━━ Material provided ━━

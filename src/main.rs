//! Cache Panel - operator control panel for a remote TTL cache service
//!
//! Console front end: reads commands from stdin and re-renders the view on
//! every change.

use std::sync::Arc;

use anyhow::Context;
use tokio::io::{AsyncBufReadExt, BufReader};
use tokio::signal;
use tracing::info;
use tracing_subscriber::{layer::SubscriberExt, util::SubscriberInitExt};

use cache_panel::console::{execute, ConsoleCommand, HELP};
use cache_panel::view::{render, ViewState};
use cache_panel::{Config, HttpCacheClient, Panel};

/// Main entry point for the cache panel.
///
/// # Startup Sequence
/// 1. Initialize tracing subscriber (stderr, so it does not mix with the view)
/// 2. Load configuration from environment variables
/// 3. Mount the panel, which starts polling
/// 4. Spawn the render task
/// 5. Read commands until `quit`, end of input, or Ctrl+C
/// 6. Unmount the panel
#[tokio::main]
async fn main() -> anyhow::Result<()> {
    // Defaults to "info" level, can be overridden with RUST_LOG env var
    tracing_subscriber::registry()
        .with(
            tracing_subscriber::EnvFilter::try_from_default_env()
                .unwrap_or_else(|_| "cache_panel=info".into()),
        )
        .with(tracing_subscriber::fmt::layer().with_writer(std::io::stderr))
        .init();

    let config = Config::from_env();
    info!(
        "Configuration loaded: service_url={}, poll_interval={}ms, default_ttl={}s",
        config.service_url, config.poll_interval_ms, config.default_ttl
    );

    let client = Arc::new(HttpCacheClient::new(config.service_url.clone()));
    let mut panel = Panel::mount(client, &config);

    let render_handle = tokio::spawn(render_changes(panel.subscribe()));
    println!("{}", HELP);

    tokio::select! {
        result = read_commands(&panel) => result?,
        _ = signal::ctrl_c() => info!("Received Ctrl+C, shutting down..."),
    }

    panel.unmount();
    render_handle.abort();
    info!("Panel shutdown complete");
    Ok(())
}

/// Prints the rendered view whenever it differs from the last one printed.
async fn render_changes(mut rx: tokio::sync::watch::Receiver<ViewState>) {
    let mut last: Vec<String> = Vec::new();
    while rx.changed().await.is_ok() {
        let lines = render(&rx.borrow_and_update());
        if lines != last {
            println!("----");
            for line in &lines {
                println!("{}", line);
            }
            last = lines;
        }
    }
}

/// Reads operator commands from stdin until `quit` or end of input.
async fn read_commands(panel: &Panel) -> anyhow::Result<()> {
    let mut lines = BufReader::new(tokio::io::stdin()).lines();

    while let Some(line) = lines.next_line().await.context("reading stdin")? {
        match ConsoleCommand::parse(&line) {
            Ok(None) => {}
            Ok(Some(ConsoleCommand::Quit)) => break,
            Ok(Some(command)) => {
                for out in execute(panel, command).await {
                    println!("{}", out);
                }
            }
            Err(msg) => println!("{}", msg),
        }
    }
    Ok(())
}
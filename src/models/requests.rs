//! Request DTOs for the cache service API
//!
//! Defines the structure of outgoing HTTP request bodies.

use serde::Serialize;

/// Request body for the SET operation (POST /cache)
///
/// # Fields
/// - `key`: The cache key to store
/// - `ttl`: Time-to-live in seconds, always positive
#[derive(Debug, Clone, PartialEq, Eq, Serialize)]
pub struct SetRequest {
    /// The cache key
    pub key: String,
    /// TTL in seconds
    pub ttl: u64,
}

impl SetRequest {
    /// Creates a new SetRequest
    pub fn new(key: impl Into<String>, ttl: u64) -> Self {
        Self {
            key: key.into(),
            ttl,
        }
    }
}

#[cfg(test)]
mod tests {
    use super::*;

    #[test]
    fn test_set_request_serialize() {
        let req = SetRequest::new("session", 5);
        let json = serde_json::to_value(&req).unwrap();
        assert_eq!(json, serde_json::json!({"key": "session", "ttl": 5}));
    }
}
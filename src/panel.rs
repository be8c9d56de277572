//! Panel Lifecycle
//!
//! Ties the store, dispatcher and poller together for as long as the view is
//! mounted.

use std::sync::Arc;

use tokio::sync::watch;
use tokio::task::JoinHandle;
use tracing::info;

use crate::client::CacheClient;
use crate::config::Config;
use crate::dispatcher::CommandDispatcher;
use crate::tasks::spawn_poller;
use crate::view::{ViewEvent, ViewState, ViewStore};

/// A mounted cache view.
///
/// Must be created inside a tokio runtime. Dropping it unmounts it.
pub struct Panel {
    store: Arc<ViewStore>,
    dispatcher: CommandDispatcher,
    poller: Option<JoinHandle<()>>,
}

impl Panel {
    /// Mounts the view: empty snapshot, default form, polling started.
    pub fn mount(client: Arc<dyn CacheClient>, config: &Config) -> Self {
        let store = Arc::new(ViewStore::new(config.default_ttl));
        let dispatcher = CommandDispatcher::new(client.clone(), store.clone());
        let poller = spawn_poller(client, store.clone(), config.poll_interval());
        info!("Panel mounted, polling every {:?}", config.poll_interval());

        Self {
            store,
            dispatcher,
            poller: Some(poller),
        }
    }

    /// Tears the view down. No poll fires and no result is applied afterwards.
    pub fn unmount(&mut self) {
        if let Some(poller) = self.poller.take() {
            self.store.deactivate();
            poller.abort();
            info!("Panel unmounted");
        }
    }

    /// True between mount and unmount.
    pub fn is_mounted(&self) -> bool {
        self.poller.is_some()
    }

    /// Returns a copy of the current view state.
    pub fn state(&self) -> ViewState {
        self.store.state()
    }

    /// Subscribes to view state changes for re-rendering.
    pub fn subscribe(&self) -> watch::Receiver<ViewState> {
        self.store.subscribe()
    }

    /// Records a keystroke in the key field.
    pub fn edit_key(&self, key: impl Into<String>) {
        self.store.dispatch(ViewEvent::KeyEdited(key.into()));
    }

    /// Records a keystroke in the TTL field.
    pub fn edit_ttl(&self, ttl: impl Into<String>) {
        self.store.dispatch(ViewEvent::TtlEdited(ttl.into()));
    }

    /// The command dispatcher bound to this view.
    pub fn dispatcher(&self) -> &CommandDispatcher {
        &self.dispatcher
    }
}

impl Drop for Panel {
    fn drop(&mut self) {
        self.unmount();
    }
}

━━━

- Work task
Where the word "session" appears in a line of the entries, copy that line.

- Task output
        let req = SetRequest::new("session", 5);
        assert_eq!(json, serde_json::json!({"key": "session", "ttl": 5}));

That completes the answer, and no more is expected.